**ABOUT THIS TASK**
Scan the entries below for "example" and copy each line that holds it.
┄┄┄┄┄┄┄┄┄┄┄┄┄┄┄┄┄┄┄┄
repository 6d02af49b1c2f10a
//! Infrastructure adapters and runtime bootstrap.

pub mod error;
pub mod http;
pub mod telemetry;
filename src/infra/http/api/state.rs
use std::{sync::Arc, time::Duration};

use axum::http::{HeaderMap, header};

use crate::application::{nonces::NonceLedger, operators::OperatorDirectory};
use crate::purge::{
    AuthorizationGate, EventRouter, PurgeClient, PurgeClientError, PurgeConfig, PurgeDispatch,
    UrlResolver,
};

#[derive(Clone)]
pub struct ApiState {
    pub router: EventRouter,
    pub gate: Arc<AuthorizationGate>,
    pub nonces: NonceLedger,
    pub operators: Arc<OperatorDirectory>,
    pub site_host: Option<Arc<str>>,
}

impl ApiState {
    /// Wire the purge core against a real upstream client.
    pub fn new(
        config: PurgeConfig,
        operators: OperatorDirectory,
        nonce_ttl: Duration,
        site_host: Option<String>,
    ) -> Result<Self, PurgeClientError> {
        let client = PurgeClient::new(config.clone())?;
        Ok(Self::with_dispatcher(
            &config,
            Arc::new(client),
            operators,
            nonce_ttl,
            site_host,
        ))
    }

    pub fn with_dispatcher(
        config: &PurgeConfig,
        dispatcher: Arc<dyn PurgeDispatch>,
        operators: OperatorDirectory,
        nonce_ttl: Duration,
        site_host: Option<String>,
    ) -> Self {
        let resolver = Arc::new(UrlResolver::new(config));
        let nonces = NonceLedger::new(nonce_ttl);
        let router = EventRouter::new(resolver.clone(), dispatcher.clone(), config);
        let gate = AuthorizationGate::new(Arc::new(nonces.clone()), resolver, dispatcher, config);

        Self {
            router,
            gate: Arc::new(gate),
            nonces,
            operators: Arc::new(operators),
            site_host: site_host.map(Arc::from),
        }
    }

    /// Site host for a request: explicit value, then configuration, then `Host`.
    pub fn resolve_host(&self, explicit: Option<&str>, headers: &HeaderMap) -> String {
        explicit
            .map(str::trim)
            .filter(|host| !host.is_empty())
            .or(self.site_host.as_deref())
            .or_else(|| {
                headers
                    .get(header::HOST)
                    .and_then(|value| value.to_str().ok())
                    .map(str::trim)
            })
            .unwrap_or_default()
            .to_string()
    }
}

#[cfg(test)]
mod tests {
    use axum::http::HeaderValue;

    use super::*;

    fn state(site_host: Option<&str>) -> ApiState {
        ApiState::new(
            PurgeConfig::default(),
            OperatorDirectory::default(),
            Duration::from_secs(60),
            site_host.map(str::to_string),
        )
        .expect("client builds")
    }

    fn headers(host: &str) -> HeaderMap {
        let mut headers = HeaderMap::new();
        headers.insert(header::HOST, HeaderValue::from_str(host).expect("header"));
        headers
    }

    #[test]
    fn explicit_host_wins() {
        let state = state(Some("configured.example"));
        assert_eq!(
            state.resolve_host(Some("payload.example"), &headers("header.example")),
            "payload.example"
        );
    }

    #[test]
    fn configured_host_beats_request_header() {
        let state = state(Some("configured.example"));
        assert_eq!(
            state.resolve_host(Some("  "), &headers("header.example")),
            "configured.example"
        );
    }

    #[test]
    fn falls_back_to_request_header_then_empty() {
        let state = state(None);
        assert_eq!(
            state.resolve_host(None, &headers("header.example")),
            "header.example"
        );
        assert_eq!(state.resolve_host(None, &HeaderMap::new()), "");
    }
}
┄┄┄┄┄┄┄┄┄┄┄┄┄┄┄┄┄┄┄┄
**SOLUTION TO THE PROBLEM**
        let state = state(Some("configured.example"));
            state.resolve_host(Some("payload.example"), &headers("header.example")),
            "payload.example"
        let state = state(Some("configured.example"));
            state.resolve_host(Some("  "), &headers("header.example")),
            "configured.example"
            state.resolve_host(None, &headers("header.example")),
            "header.example"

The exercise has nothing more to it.